• **Work request**: Print the entire listing. Each line must match the original exactly.

• **Data for the task**:

----------

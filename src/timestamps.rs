//! Publish-date reconciliation across rebuilds.
//!
//! Hosted builds check the notes out into a fresh container every time, so
//! the filesystem birth time of every note is "the moment of checkout" and
//! says nothing about when the note was published. To keep published dates
//! stable the build keeps a snapshot file in each version directory:
//!
//! ```json
//! {
//!   "posts/hello.md": { "create": "2023-01-01", "update": "2023-06-01" }
//! }
//! ```
//!
//! # Contract
//!
//! - The snapshot is read once when a version starts building. A missing file
//!   is an empty snapshot, not an error.
//! - The next snapshot is written once, after the whole site has built
//!   successfully. It holds exactly the notes of the current build.
//! - There is no locking. Builds never run concurrently against the same
//!   notes directory, so the last writer wins.
//!
//! # Policy
//!
//! See [`reconcile`]. A persisted "created" date, once established, is never
//! replaced. For rendering, the persisted "updated" date also wins over the
//! live one, while the snapshot itself is refreshed from the live value. An
//! edit made in a fresh checkout therefore shows its new updated date one
//! build late; that staleness is the price of not trusting container mtimes.

use crate::types::FileDates;
use chrono::{DateTime, Utc};
use serde::{Deserialize, Serialize};
use std::collections::BTreeMap;
use std::io;
use std::path::Path;
use std::time::SystemTime;
use thiserror::Error;

/// Calendar date format used for every stored and rendered date.
const DATE_FORMAT: &str = "%Y-%m-%d";

#[derive(Error, Debug)]
pub enum SnapshotError {
    #[error("IO error reading snapshot {path}: {source}")]
    Io {
        path: String,
        #[source]
        source: io::Error,
    },
    #[error("snapshot {path} is not valid JSON: {source}")]
    Json {
        path: String,
        #[source]
        source: serde_json::Error,
    },
}

/// Persisted dates from a previous build, keyed by note path.
#[derive(Debug, Clone, Default, PartialEq, Serialize, Deserialize)]
#[serde(transparent)]
pub struct Snapshot {
    entries: BTreeMap<String, FileDates>,
}

impl Snapshot {
    pub fn empty() -> Self {
        Self::default()
    }

    /// Read a snapshot file. Returns an empty snapshot if it doesn't exist.
    pub fn load(path: &Path) -> Result<Self, SnapshotError> {
        let content = match std::fs::read_to_string(path) {
            Ok(c) => c,
            Err(e) if e.kind() == io::ErrorKind::NotFound => {
                log::debug!("no snapshot at {}, starting fresh", path.display());
                return Ok(Self::empty());
            }
            Err(source) => {
                return Err(SnapshotError::Io {
                    path: path.display().to_string(),
                    source,
                });
            }
        };
        serde_json::from_str(&content).map_err(|source| SnapshotError::Json {
            path: path.display().to_string(),
            source,
        })
    }

    /// Serialize with sorted keys so unchanged snapshots stay byte-identical.
    pub fn to_json(&self) -> serde_json::Result<String> {
        let mut json = serde_json::to_string_pretty(self)?;
        json.push('\n');
        Ok(json)
    }

    pub fn get(&self, path: &str) -> Option<&FileDates> {
        self.entries.get(path)
    }

    pub fn insert(&mut self, path: String, dates: FileDates) {
        self.entries.insert(path, dates);
    }

    pub fn len(&self) -> usize {
        self.entries.len()
    }

    pub fn is_empty(&self) -> bool {
        self.entries.is_empty()
    }
}

/// Dates to render now, and dates to persist for the next build.
#[derive(Debug, Clone, PartialEq, Eq)]
pub struct Reconciled {
    pub render: FileDates,
    pub persist: FileDates,
}

/// Combine live filesystem dates with a persisted record.
///
/// | | render | persist |
/// |---|---|---|
/// | created | persisted, else live | persisted, else live |
/// | updated | persisted, else live | live |
pub fn reconcile(live: FileDates, persisted: Option<&FileDates>) -> Reconciled {
    match persisted {
        Some(prev) => Reconciled {
            render: prev.clone(),
            persist: FileDates {
                create: prev.create.clone(),
                update: live.update,
            },
        },
        None => Reconciled {
            render: live.clone(),
            persist: live,
        },
    }
}

/// Read the live created/modified dates of a file.
///
/// Platforms without a birth time fall back to the modification time.
pub fn live_dates(path: &Path) -> io::Result<FileDates> {
    let meta = std::fs::metadata(path)?;
    let modified = meta.modified()?;
    let created = meta.created().unwrap_or_else(|_| {
        log::debug!("no birth time for {}, using mtime", path.display());
        modified
    });
    Ok(FileDates {
        create: format_date(created),
        update: format_date(modified),
    })
}

/// Format an instant as a UTC calendar date.
pub fn format_date(time: SystemTime) -> String {
    DateTime::<Utc>::from(time).format(DATE_FORMAT).to_string()
}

----------

• **Solution below**:
filename src/timestamps.rs
//! Publish-date reconciliation across rebuilds.
//!
//! Hosted builds check the notes out into a fresh container every time, so
//! the filesystem birth time of every note is "the moment of checkout" and
//! says nothing about when the note was published. To keep published dates
//! stable the build keeps a snapshot file in each version directory:
//!
//! ```json
//! {
//!   "posts/hello.md": { "create": "2023-01-01", "update": "2023-06-01" }
//! }
//! ```
//!
//! # Contract
//!
//! - The snapshot is read once when a version starts building. A missing file
//!   is an empty snapshot, not an error.
//! - The next snapshot is written once, after the whole site has built
//!   successfully. It holds exactly the notes of the current build.
//! - There is no locking. Builds never run concurrently against the same
//!   notes directory, so the last writer wins.
//!
//! # Policy
//!
//! See [`reconcile`]. A persisted "created" date, once established, is never
//! replaced. For rendering, the persisted "updated" date also wins over the
//! live one, while the snapshot itself is refreshed from the live value. An
//! edit made in a fresh checkout therefore shows its new updated date one
//! build late; that staleness is the price of not trusting container mtimes.

use crate::types::FileDates;
use chrono::{DateTime, Utc};
use serde::{Deserialize, Serialize};
use std::collections::BTreeMap;
use std::io;
use std::path::Path;
use std::time::SystemTime;
use thiserror::Error;

/// Calendar date format used for every stored and rendered date.
const DATE_FORMAT: &str = "%Y-%m-%d";

#[derive(Error, Debug)]
pub enum SnapshotError {
    #[error("IO error reading snapshot {path}: {source}")]
    Io {
        path: String,
        #[source]
        source: io::Error,
    },
    #[error("snapshot {path} is not valid JSON: {source}")]
    Json {
        path: String,
        #[source]
        source: serde_json::Error,
    },
}

/// Persisted dates from a previous build, keyed by note path.
#[derive(Debug, Clone, Default, PartialEq, Serialize, Deserialize)]
#[serde(transparent)]
pub struct Snapshot {
    entries: BTreeMap<String, FileDates>,
}

impl Snapshot {
    pub fn empty() -> Self {
        Self::default()
    }

    /// Read a snapshot file. Returns an empty snapshot if it doesn't exist.
    pub fn load(path: &Path) -> Result<Self, SnapshotError> {
        let content = match std::fs::read_to_string(path) {
            Ok(c) => c,
            Err(e) if e.kind() == io::ErrorKind::NotFound => {
                log::debug!("no snapshot at {}, starting fresh", path.display());
                return Ok(Self::empty());
            }
            Err(source) => {
                return Err(SnapshotError::Io {
                    path: path.display().to_string(),
                    source,
                });
            }
        };
        serde_json::from_str(&content).map_err(|source| SnapshotError::Json {
            path: path.display().to_string(),
            source,
        })
    }

    /// Serialize with sorted keys so unchanged snapshots stay byte-identical.
    pub fn to_json(&self) -> serde_json::Result<String> {
        let mut json = serde_json::to_string_pretty(self)?;
        json.push('\n');
        Ok(json)
    }

    pub fn get(&self, path: &str) -> Option<&FileDates> {
        self.entries.get(path)
    }

    pub fn insert(&mut self, path: String, dates: FileDates) {
        self.entries.insert(path, dates);
    }

    pub fn len(&self) -> usize {
        self.entries.len()
    }

    pub fn is_empty(&self) -> bool {
        self.entries.is_empty()
    }
}

/// Dates to render now, and dates to persist for the next build.
#[derive(Debug, Clone, PartialEq, Eq)]
pub struct Reconciled {
    pub render: FileDates,
    pub persist: FileDates,
}

/// Combine live filesystem dates with a persisted record.
///
/// | | render | persist |
/// |---|---|---|
/// | created | persisted, else live | persisted, else live |
/// | updated | persisted, else live | live |
pub fn reconcile(live: FileDates, persisted: Option<&FileDates>) -> Reconciled {
    match persisted {
        Some(prev) => Reconciled {
            render: prev.clone(),
            persist: FileDates {
                create: prev.create.clone(),
                update: live.update,
            },
        },
        None => Reconciled {
            render: live.clone(),
            persist: live,
        },
    }
}

/// Read the live created/modified dates of a file.
///
/// Platforms without a birth time fall back to the modification time.
pub fn live_dates(path: &Path) -> io::Result<FileDates> {
    let meta = std::fs::metadata(path)?;
    let modified = meta.modified()?;
    let created = meta.created().unwrap_or_else(|_| {
        log::debug!("no birth time for {}, using mtime", path.display());
        modified
    });
    Ok(FileDates {
        create: format_date(created),
        update: format_date(modified),
    })
}

/// Format an instant as a UTC calendar date.
pub fn format_date(time: SystemTime) -> String {
    DateTime::<Utc>::from(time).format(DATE_FORMAT).to_string()
}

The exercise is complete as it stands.